*TASK GOAL*
Across the records that follow, how many lines contain the string "contains"? Answer with the number only.

[Saved entries]
↓

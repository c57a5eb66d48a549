//! Sun position, sunrise/sunset and related planning times.
//!
//! ## Module Structure
//!
//! - [`solar`]: Low-precision solar ephemeris, event classification and the
//!   96-sample daily sun path
//! - [`times`]: Sunrise/sunset, golden/blue hour and civil twilight for a
//!   calendar day, with explicit polar day/night reporting
//! - [`timezone`]: Coordinate to timezone lookup that defines "local" time
//! - [`remote`]: Optional remote sunrise/sunset service with local fallback
//! - [`display`]: Log rendering of sun times and paths
//!
//! All calculations are pure functions of a [`GeoPosition`] (and a date
//! where relevant). Nothing here performs I/O except through a caller-supplied
//! [`remote::SunTimesFetcher`].

pub mod display;
pub mod remote;
pub mod solar;
pub mod times;
pub mod timezone;

use anyhow::{Result, ensure};
use chrono::{DateTime, Duration, LocalResult, NaiveDate, NaiveTime, Offset, TimeZone, Utc};
use chrono_tz::Tz;

pub use solar::{DailySunPath, SunEvent, SunPosition, daily_sun_path, sun_position_at};
pub use times::{Daylight, DaylightWindows, SunTimes, SunTimesOrigin, sun_times_for_day};
pub use timezone::determine_timezone_from_coordinates;

#[cfg(test)]
mod tests;

/// A validated location on Earth at a UTC instant.
#[derive(Debug, Clone, Copy, PartialEq)]
pub struct GeoPosition {
    latitude_degrees: f64,
    longitude_degrees: f64,
    timestamp: DateTime<Utc>,
}

impl GeoPosition {
    /// Create a position from signed decimal degrees.
    ///
    /// # Errors
    ///
    /// Latitude must be within [-90, 90] and longitude within [-180, 180].
    pub fn new(latitude: f64, longitude: f64, timestamp: DateTime<Utc>) -> Result<Self> {
        ensure!(
            (-90.0..=90.0).contains(&latitude),
            "latitude must be between -90 and 90 degrees (got {latitude})"
        );
        ensure!(
            (-180.0..=180.0).contains(&longitude),
            "longitude must be between -180 and 180 degrees (got {longitude})"
        );

        Ok(Self {
            latitude_degrees: latitude,
            longitude_degrees: longitude,
            timestamp,
        })
    }

    pub fn latitude(&self) -> f64 {
        self.latitude_degrees
    }

    pub fn longitude(&self) -> f64 {
        self.longitude_degrees
    }

    pub fn timestamp(&self) -> DateTime<Utc> {
        self.timestamp
    }

    /// The same place at another instant.
    pub fn at(&self, timestamp: DateTime<Utc>) -> Self {
        Self { timestamp, ..*self }
    }

    /// Civil timezone of the coordinates.
    pub fn timezone(&self) -> Tz {
        determine_timezone_from_coordinates(self.latitude_degrees, self.longitude_degrees)
    }
}

/// Resolve a wall-clock time on `date` in `tz` to an instant.
///
/// Ambiguous times (clocks going back) take the earlier instant. Times that
/// do not exist (clocks going forward) move forward by the size of the gap.
pub(crate) fn resolve_local(tz: Tz, date: NaiveDate, time: NaiveTime) -> DateTime<Tz> {
    let naive = date.and_time(time);
    match tz.from_local_datetime(&naive) {
        LocalResult::Single(dt) => dt,
        LocalResult::Ambiguous(earliest, _) => earliest,
        LocalResult::None => {
            // The offset in force just before the gap maps the wall time past it
            match tz.offset_from_local_datetime(&(naive - Duration::hours(3))) {
                LocalResult::Single(offset) | LocalResult::Ambiguous(offset, _) => {
                    let utc_offset = Duration::seconds(i64::from(offset.fix().local_minus_utc()));
                    tz.from_utc_datetime(&(naive - utc_offset))
                }
                LocalResult::None => tz.from_utc_datetime(&naive),
            }
        }
    }
}

/// Local midnight at the start of `date`.
pub(crate) fn local_midnight(tz: Tz, date: NaiveDate) -> DateTime<Tz> {
    resolve_local(tz, date, NaiveTime::MIN)
}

↑

*OUTPUT FOR THIS TASK*
2